What this doesn’t take into account is that most people will simply go without the doo-dad to begin with if there is no cheaper version.
Tariffs also don’t take into account the availability of the things needed to make a product in the first place. Take the second-most popular beverage in America (after bottled water): Coffee. Coffee is grown all throughout the “Bean Belt,” a region along the equator that runs between the Tropics of Cancer and Capricorn. You know what country is outside the Bean Belt?
Sure, we grow coffee in Hawaii and recently started limited growing in Southern California. But a pound of Colombian coffee might cost ten dollars, and a pound of Kona costs sixty. If there’s a fifty-dollar tariff on Colombian coffee, the price of a can of Folgers skyrockets.
But there’s something even more serious than the possibility of paying the price of a latte for a brewed cup of coffee at home. That is the fact that America is a technology-driven country. Our primary diversions are all technology-based.
More precisely stated, there are no TVs “Made in the USA” at all. Some of them may be assembled here, but the components — all subject to tariffs — would come from overseas. Fully-assembled TVs are all imported.
Enter Walmart, the world’s largest retailer by far.
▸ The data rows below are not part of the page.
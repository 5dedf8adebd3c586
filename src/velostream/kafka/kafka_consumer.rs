use crate::velostream::config;
use crate::velostream::kafka::client::{ConsumerSession, POLL_FOREVER, Properties};
use crate::velostream::kafka::client_config_builder::ClientConfigBuilder;
use crate::velostream::kafka::common_config::{GROUP_ID, consumer_defaults, generate_group_id};
use crate::velostream::kafka::kafka_error::{ConsumerError, KafkaClientError};
use crate::velostream::kafka::message::{ConsumerRecord, RawRecord};
use crate::velostream::serialization::{Deserializer, Value};
use std::collections::BTreeSet;
use std::fmt;
use std::sync::Arc;
use std::time::Duration;

/// A Kafka consumer that decodes keys and values through the active
/// [`Deserializer`]
///
/// Cloning is cheap; clones share the same broker session, so closing one
/// closes them all.
///
/// # Examples
///
/// ## Polling
/// ```rust,no_run
/// use velostream_kafka::KafkaConsumer;
/// use std::time::Duration;
///
/// fn main() -> Result<(), Box<dyn std::error::Error>> {
///     let consumer = KafkaConsumer::new("my-group")?;
///     consumer.subscribe("orders")?;
///
///     for record in consumer.poll_once(Duration::from_secs(1))? {
///         let record = record?;
///         println!("{}[{}]@{}: {}", record.topic(), record.partition(), record.offset(), record.value());
///     }
///     Ok(())
/// }
/// ```
///
/// ## Lazy consumption
/// ```rust,no_run
/// use velostream_kafka::KafkaConsumer;
///
/// fn main() -> Result<(), Box<dyn std::error::Error>> {
///     let consumer = KafkaConsumer::new("my-group")?;
///     consumer.subscribe(["orders", "payments"])?;
///
///     // Polls only when the next element is requested
///     for value in consumer.consume().values().take(10) {
///         println!("{}", value?);
///     }
///     Ok(())
/// }
/// ```
#[derive(Clone)]
pub struct KafkaConsumer {
    session: Arc<dyn ConsumerSession>,
    group_id: String,
    config: Properties,
}

impl KafkaConsumer {
    /// Creates a consumer in `group_id` using the active settings
    pub fn new(group_id: &str) -> Result<Self, ConsumerError> {
        Self::with_config(group_id, &Properties::new())
    }

    /// Creates a consumer with call-site properties
    ///
    /// Properties are merged with increasing precedence: library defaults,
    /// then the active consumer overlay, then `overlay`. Fails with
    /// [`KafkaClientError::Connection`] when no broker is reachable.
    pub fn with_config(group_id: &str, overlay: &Properties) -> Result<Self, ConsumerError> {
        let settings = config::current();
        let config = ClientConfigBuilder::new()
            .properties(&consumer_defaults(&settings.bootstrap_servers, group_id))
            .properties(&settings.consumer_config)
            .properties(overlay)
            .build();
        let group_id = config
            .get(GROUP_ID)
            .cloned()
            .unwrap_or_else(|| group_id.to_string());

        let session = settings.client.open_consumer(&config)?;
        log::debug!(
            "Created {} consumer in group '{}' for {}",
            settings.client.name(),
            group_id,
            settings.bootstrap_servers
        );

        Ok(KafkaConsumer {
            session: Arc::from(session),
            group_id,
            config,
        })
    }

    pub fn group_id(&self) -> &str {
        &self.group_id
    }

    /// The merged properties the session was opened with
    pub fn config(&self) -> &Properties {
        &self.config
    }

    /// Subscribe to topics, replacing every previous subscription
    pub fn subscribe(&self, topics: impl Topics) -> Result<&Self, ConsumerError> {
        let mut seen = BTreeSet::new();
        let topics: Vec<String> = topics
            .into_topics()
            .into_iter()
            .filter(|t| seen.insert(t.clone()))
            .collect();
        self.session.subscribe(&topics)?;
        log::debug!("Consumer '{}' subscribed to {:?}", self.group_id, topics);
        Ok(self)
    }

    /// Current subscriptions, `None` when nothing is subscribed
    pub fn subscription(&self) -> Result<Option<BTreeSet<String>>, ConsumerError> {
        let topics = self.session.subscription()?;
        Ok(if topics.is_empty() { None } else { Some(topics) })
    }

    /// One poll of at most `timeout`, decoded with the active deserializer
    pub fn poll_once(&self, timeout: Duration) -> Result<PollBatch, ConsumerError> {
        self.poll_once_with(timeout, config::current().deserializer)
    }

    /// One poll of at most `timeout`, decoded with `deserializer`
    ///
    /// Returns whatever the broker client had available, possibly nothing.
    /// Pass [`POLL_FOREVER`] to wait until records arrive.
    pub fn poll_once_with(
        &self,
        timeout: Duration,
        deserializer: Arc<dyn Deserializer>,
    ) -> Result<PollBatch, ConsumerError> {
        let records = self.session.poll(timeout)?;
        if !records.is_empty() {
            log::debug!(
                "Consumer '{}' polled {} records",
                self.group_id,
                records.len()
            );
        }
        Ok(PollBatch::new(records, deserializer))
    }

    /// Unbounded lazy stream of records, decoded with the deserializer
    /// active right now
    pub fn consume(&self) -> RecordStream {
        self.consume_with(config::current().deserializer)
    }

    /// Unbounded lazy stream of records decoded with `deserializer`
    pub fn consume_with(&self, deserializer: Arc<dyn Deserializer>) -> RecordStream {
        RecordStream {
            consumer: self.clone(),
            buffer: PollBatch::new(Vec::new(), Arc::clone(&deserializer)),
            deserializer,
            finished: false,
        }
    }

    /// Release the broker session; later polls fail with
    /// [`KafkaClientError::Closed`]
    pub fn close(&self) -> Result<(), ConsumerError> {
        self.session.close()?;
        log::debug!("Consumer '{}' closed", self.group_id);
        Ok(())
    }
}

impl fmt::Debug for KafkaConsumer {
    fn fmt(&self, f: &mut fmt::Formatter<'_>) -> fmt::Result {
        f.debug_struct("KafkaConsumer")
            .field("group_id", &self.group_id)
            .field("config", &self.config)
            .finish_non_exhaustive()
    }
}

/// Anything that names one or more topics
pub trait Topics {
    fn into_topics(self) -> Vec<String>;
}

impl Topics for &str {
    fn into_topics(self) -> Vec<String> {
        vec![self.to_string()]
    }
}

impl Topics for String {
    fn into_topics(self) -> Vec<String> {
        vec![self]
    }
}

impl Topics for &String {
    fn into_topics(self) -> Vec<String> {
        vec![self.clone()]
    }
}

impl<S: AsRef<str>> Topics for &[S] {
    fn into_topics(self) -> Vec<String> {
        self.iter().map(|t| t.as_ref().to_string()).collect()
    }
}

impl<S: AsRef<str>, const N: usize> Topics for [S; N] {
    fn into_topics(self) -> Vec<String> {
        self.iter().map(|t| t.as_ref().to_string()).collect()
    }
}

impl<S: AsRef<str>, const N: usize> Topics for &[S; N] {
    fn into_topics(self) -> Vec<String> {
        self.iter().map(|t| t.as_ref().to_string()).collect()
    }
}

impl<S: AsRef<str>> Topics for Vec<S> {
    fn into_topics(self) -> Vec<String> {
        self.iter().map(|t| t.as_ref().to_string()).collect()
    }
}

impl<S: AsRef<str>> Topics for &Vec<S> {
    fn into_topics(self) -> Vec<String> {
        self.iter().map(|t| t.as_ref().to_string()).collect()
    }
}

impl Topics for BTreeSet<String> {
    fn into_topics(self) -> Vec<String> {
        self.into_iter().collect()
    }
}

/// Decode a broker record's key and value
///
/// Failures carry the record's coordinates and the bytes that did not
/// decode; the record is never replaced by a default.
pub fn decode_record(
    raw: RawRecord,
    deserializer: &dyn Deserializer,
) -> Result<ConsumerRecord, ConsumerError> {
    let topic = raw.topic().to_string();
    let (partition, offset) = (raw.partition(), raw.offset());
    let decode = |field: &'static str, bytes: Option<Vec<u8>>| -> Result<Value, ConsumerError> {
        match deserializer.deserialize(bytes.as_deref()) {
            Ok(value) => Ok(value),
            Err(source) => {
                log::error!(
                    target: "kafka_consumer",
                    "Failed to deserialize record {}: topic={} partition={} offset={} size={} error={}",
                    field,
                    topic,
                    partition,
                    offset,
                    bytes.as_ref().map_or(0, Vec::len),
                    source
                );
                Err(KafkaClientError::Decode {
                    topic: topic.clone(),
                    partition,
                    offset,
                    field,
                    bytes,
                    source,
                })
            }
        }
    };
    raw.try_map(|k| decode("key", k), |v| decode("value", v))
}

/// Records returned by one poll
///
/// Decoding happens as elements are read, so a record that fails to decode
/// is reported at its own position and the rest of the batch stays readable.
pub struct PollBatch {
    records: std::vec::IntoIter<RawRecord>,
    deserializer: Arc<dyn Deserializer>,
}

impl PollBatch {
    fn new(records: Vec<RawRecord>, deserializer: Arc<dyn Deserializer>) -> Self {
        Self {
            records: records.into_iter(),
            deserializer,
        }
    }

    pub fn is_empty(&self) -> bool {
        self.records.len() == 0
    }

    /// Decode every record, failing on the first one that does not decode
    pub fn into_records(self) -> Result<Vec<ConsumerRecord>, ConsumerError> {
        self.collect()
    }
}

impl Iterator for PollBatch {
    type Item = Result<ConsumerRecord, ConsumerError>;

    fn next(&mut self) -> Option<Self::Item> {
        let raw = self.records.next()?;
        Some(decode_record(raw, self.deserializer.as_ref()))
    }

    fn size_hint(&self) -> (usize, Option<usize>) {
        self.records.size_hint()
    }
}

impl ExactSizeIterator for PollBatch {}

impl fmt::Debug for PollBatch {
    fn fmt(&self, f: &mut fmt::Formatter<'_>) -> fmt::Result {
        f.debug_struct("PollBatch")
            .field("remaining", &self.records.len())
            .finish()
    }
}

/// Unbounded, pull-driven record sequence
///
/// Each call to `next` returns a buffered record if there is one; only when
/// the buffer is empty does it block on a single poll. Nothing is fetched
/// ahead of demand and no background thread is involved. A poll failure is
/// yielded as an `Err` element. Once the consumer is closed or its broker
/// connection is gone, that error is yielded one last time and the stream
/// ends.
pub struct RecordStream {
    consumer: KafkaConsumer,
    deserializer: Arc<dyn Deserializer>,
    buffer: PollBatch,
    finished: bool,
}

impl RecordStream {
    /// Lazy projection onto record values
    pub fn values(self) -> impl Iterator<Item = Result<Value, ConsumerError>> {
        values(self)
    }

    pub fn consumer(&self) -> &KafkaConsumer {
        &self.consumer
    }
}

impl Iterator for RecordStream {
    type Item = Result<ConsumerRecord, ConsumerError>;

    fn next(&mut self) -> Option<Self::Item> {
        loop {
            if let Some(record) = self.buffer.next() {
                return Some(record);
            }
            if self.finished {
                return None;
            }
            match self
                .consumer
                .poll_once_with(POLL_FOREVER, Arc::clone(&self.deserializer))
            {
                Ok(batch) => self.buffer = batch,
                Err(e @ (KafkaClientError::Closed | KafkaClientError::Connection { .. })) => {
                    self.finished = true;
                    return Some(Err(e));
                }
                Err(e) => return Some(Err(e)),
            }
        }
    }
}

impl fmt::Debug for RecordStream {
    fn fmt(&self, f: &mut fmt::Formatter<'_>) -> fmt::Result {
        f.debug_struct("RecordStream")
            .field("consumer", &self.consumer)
            .field("buffered", &self.buffer.len())
            .field("finished", &self.finished)
            .finish()
    }
}

/// Project a record sequence onto its values, keeping order and laziness
pub fn values<I, K, V>(records: I) -> impl Iterator<Item = Result<V, ConsumerError>>
where
    I: IntoIterator<Item = Result<ConsumerRecord<K, V>, ConsumerError>>,
{
    records
        .into_iter()
        .map(|record| record.map(ConsumerRecord::into_value))
}

/// Options for [`topics_to_records`]
#[derive(Clone, Default)]
pub struct StreamOptions {
    /// Consumer group; a unique one is generated when absent
    pub group_id: Option<String>,
    /// Call-site consumer properties
    pub config: Properties,
    /// Overrides the active deserializer for this stream
    pub deserializer: Option<Arc<dyn Deserializer>>,
}

impl StreamOptions {
    pub fn new() -> Self {
        Self::default()
    }

    pub fn group_id(mut self, group_id: impl Into<String>) -> Self {
        self.group_id = Some(group_id.into());
        self
    }

    pub fn property(mut self, key: impl Into<String>, value: impl Into<String>) -> Self {
        self.config.insert(key.into(), value.into());
        self
    }

    pub fn deserializer(mut self, deserializer: Arc<dyn Deserializer>) -> Self {
        self.deserializer = Some(deserializer);
        self
    }
}

impl fmt::Debug for StreamOptions {
    fn fmt(&self, f: &mut fmt::Formatter<'_>) -> fmt::Result {
        f.debug_struct("StreamOptions")
            .field("group_id", &self.group_id)
            .field("config", &self.config)
            .field("deserializer", &self.deserializer.is_some())
            .finish()
    }
}

/// Create a consumer, subscribe it to `topics` and return its lazy stream
///
/// Without an explicit group id every call joins a fresh group, so it reads
/// each topic from the start (given the default `auto.offset.reset`).
pub fn topics_to_records(
    topics: impl Topics,
    options: StreamOptions,
) -> Result<RecordStream, ConsumerError> {
    let group_id = options.group_id.unwrap_or_else(generate_group_id);
    let consumer = KafkaConsumer::with_config(&group_id, &options.config)?;
    consumer.subscribe(topics)?;
    Ok(match options.deserializer {
        Some(deserializer) => consumer.consume_with(deserializer),
        None => consumer.consume(),
    })
}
“We never want to raise prices,” says John David Rainey, Walmart’s CFO, “but there will be cases where prices will go up for consumers.” And Rainey is correct. The fact is, Walmart became the world’s largest retailer, with their promise of “Everyday Low Prices,” specifically by importing most of its goods, and specifically from China.
Trump’s plan is to institute a 10% to 20% tax on all imported goods, and a 60% to 100% on goods from China.
If you walked into a Walmart and used the fingers of your left hand to count items made specifically in China and your right fingers to count literally any other country, your left hand would cramp and you’d still be making a fist with your right, 25 feet in the door.
If you’re still in favor of tariffs at this point in the article, it’s likely that you’ve bought into what Trump’s been claiming. Namely, that tariffs are paid for by the foreign country attempting to get their goods into the United States.
But tariffs are paid for by the importer — the American company that needs the product. China and Brazil and Malaysia are not going to feed the US Treasury (where tariffs end up) in order to sell their products. They’re going to sell them to the American companies that want to buy them at the same prices, and let those companies figure out how to make up the difference.
It’s always made up by raising prices.
And Walmart isn’t the only company that will be affected by a long shot. A recent CNBC report on tariffs had quotes from AutoZone, Home Depot, and Lowe’s, as well as others. A sample? The AutoZone CEO, Philip Daniele, told his investors “If we get tariffs, we will pass those tariff costs back to the consumers.”
Provided the average American doesn’t change their entire lifestyle to accommodate the idea of living without items that are only affordable because they’re imported, they could see an increase in expenses of nearly $8,000 a year per family. That’s just the average, though. The biggest burden would be on low-income households who rely on, you guessed it, Walmart.
Somehow, I don’t think “Same Prices as Everyone Else Everyday” has quite the same ring to it.